Besuch der Frankfurter Sparkassen

Ein Bericht von Darion aus der 10a über den Besuch der Frankfurter Sparkassen

Der Berufsorientierungskurs der 10. Klassen hat sich um neun Uhr vor der Hauptstelle der Frankfurter Sparkasse in der neuen Mainzer Landstraße pünktlich getroffen.

Nach einer kurzen Vorstellung des Sparkassenreferenten Herrn Thomas Walther, durften wir es uns in einem Konferenzraum gemütlich machen. Erstmals machte er uns klar, dass er früher auch einmal Bänker gewesen sei und dass er jetzt für Kommunikation und Veranstaltungen tätig sei. Außerdem wurde uns berichtet, dass die Sparkasse im Interesse der Gemeinnützigkeit handeln muss, was der Grund dafür ist, dass man sie oft als Sponsor sieht.

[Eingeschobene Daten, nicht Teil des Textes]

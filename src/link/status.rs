//! Connection and enabled state.
//!
//! Status lives in atomics so any thread can read a consistent snapshot while
//! each field keeps a single writer: the supervising task writes the
//! connection state, the public handle writes the enabled and disposed flags.

// ============================================================================
// Imports
// ============================================================================

use std::fmt;
use std::sync::atomic::{AtomicBool, AtomicU8, Ordering};

// ============================================================================
// ConnectionState
// ============================================================================

/// Connection life-cycle state of a link.
#[derive(Debug, Clone, Copy, PartialEq, Eq, Hash)]
pub enum ConnectionState {
    /// No transport open.
    Disconnected,
    /// A connect attempt is in flight.
    Connecting,
    /// Transport open and receiving.
    Connected,
}

impl ConnectionState {
    const fn as_u8(self) -> u8 {
        match self {
            Self::Disconnected => 0,
            Self::Connecting => 1,
            Self::Connected => 2,
        }
    }

    const fn from_u8(value: u8) -> Self {
        match value {
            1 => Self::Connecting,
            2 => Self::Connected,
            _ => Self::Disconnected,
        }
    }
}

impl fmt::Display for ConnectionState {
    fn fmt(&self, f: &mut fmt::Formatter<'_>) -> fmt::Result {
        let name = match self {
            Self::Disconnected => "disconnected",
            Self::Connecting => "connecting",
            Self::Connected => "connected",
        };
        f.write_str(name)
    }
}

// ============================================================================
// LinkSnapshot
// ============================================================================

/// Point-in-time view of a link's status.
#[derive(Debug, Clone, Copy, PartialEq, Eq)]
pub struct LinkSnapshot {
    /// Connection state.
    pub state: ConnectionState,
    /// Whether the link is enabled.
    pub enabled: bool,
    /// Whether the link has been disposed.
    pub disposed: bool,
}

impl LinkSnapshot {
    /// Returns `true` if the transport is open.
    #[inline]
    #[must_use]
    pub fn is_connected(&self) -> bool {
        self.state == ConnectionState::Connected
    }
}

// ============================================================================
// LinkStatus
// ============================================================================

/// Atomic status cell shared between a link handle and its supervisor.
#[derive(Debug)]
pub(crate) struct LinkStatus {
    state: AtomicU8,
    enabled: AtomicBool,
    disposed: AtomicBool,
}

impl LinkStatus {
    pub(crate) fn new(enabled: bool) -> Self {
        Self {
            state: AtomicU8::new(ConnectionState::Disconnected.as_u8()),
            enabled: AtomicBool::new(enabled),
            disposed: AtomicBool::new(false),
        }
    }

    pub(crate) fn state(&self) -> ConnectionState {
        ConnectionState::from_u8(self.state.load(Ordering::Acquire))
    }

    /// Stores a new state and returns the previous one.
    pub(crate) fn swap_state(&self, state: ConnectionState) -> ConnectionState {
        ConnectionState::from_u8(self.state.swap(state.as_u8(), Ordering::AcqRel))
    }

    pub(crate) fn is_enabled(&self) -> bool {
        self.enabled.load(Ordering::Acquire)
    }

    pub(crate) fn set_enabled(&self, enabled: bool) {
        self.enabled.store(enabled, Ordering::Release);
    }

    pub(crate) fn is_disposed(&self) -> bool {
        self.disposed.load(Ordering::Acquire)
    }

    /// Marks the status disposed. Returns `false` if it already was.
    pub(crate) fn mark_disposed(&self) -> bool {
        !self.disposed.swap(true, Ordering::AcqRel)
    }

    pub(crate) fn snapshot(&self) -> LinkSnapshot {
        LinkSnapshot {
            state: self.state(),
            enabled: self.is_enabled(),
            disposed: self.is_disposed(),
        }
    }
}

// ============================================================================
// Tests
// ============================================================================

Anschließend wurde uns eine Einleitung zum Thema Kontoführung/Girokonto usw. gegeben. Äußerst interessant ist der Fakt gewesen, dass man 2-3-mal mehr Geld von dem Konto überziehen und somit ausleihen darf. Im Einzelfall kann man mit Bankberatern davon abweichen. Oft denkt die Bevölkerung, dass hohe Zinsen aufgezwungen werden, aber die Überziehung des Kontos liegt gerade einmal bei 10 Prozent innerhalb eines Jahres bei der Sparkasse. Im Gegensatz dazu liegt der Sparzins auf normalen Konten bei 0.02 Prozent und bei Jugendkonten 0.2 Prozent. Vor Diebstählen muss man sich immer schützen und auf Anonymität des Kontos achten und gegebenenfalls bei Diebstahl sofort das entsprechende Konto über die Nummer 116 116 sperren lassen.

Nach dieser Unterrichtung machten wir eine Pause, in der wir zum internen Restaurant eingeladen wurden, um Snacks zu verzehren und etwas zu trinken. Gegen 11 Uhr beschäftigten wir uns mit dem Thema Investment und inwiefern das mit der Bank zusammenhängt. Investieren kann man in Aktien oder in Immobilien. Gewiss sollte einem Bankkunden jedoch sein, dass es spekulativ ist und man keine 100% Sicherheit hat, Gewinn zu erzielen.

Berater bei einer Bank bieten dem Kunden Service an und schlagen Investments vor, die den Wünschen des Käufers entsprechen und entgegenkommen. Einer der letzten Themen war die Frage, ob Thomas Walther es sinnvoll findet Bargeld abzuschaffen und somit Banken die völlige Kontrolle über Bankkunden zu geben. Er persönlich hält den Vorschlag einerseits für sehr schwierig in der Organisation und anderseits hält er nichts davon, weil eine übertriebene Kontrolle entsteht. Die Banken hingegen würden sich das Abschaffen wünschen und davon immens profitieren.

Dann sprachen wir über Kaufverträge und dass z.B. ein Internetkauf für eine Person unter 18 gültig ist, aber eine Kontrolle über das Internet fast unmöglich ist, wie zum Beispiel bei Produkten, die nur für Volljährige bestimmt sind. Außerdem schützt man sich vor Hackern und Internetbetrügern, wenn man bei der Internetseite ein https vorfindet. Der Unterschied zwischen http und https liegt daran, dass jede Information geschützt ist und kontrolliert wird.

Nach spannender Unterhaltung und vielen Fragen hat Herr Walther den Tag beendet und wir haben uns verabschiedet.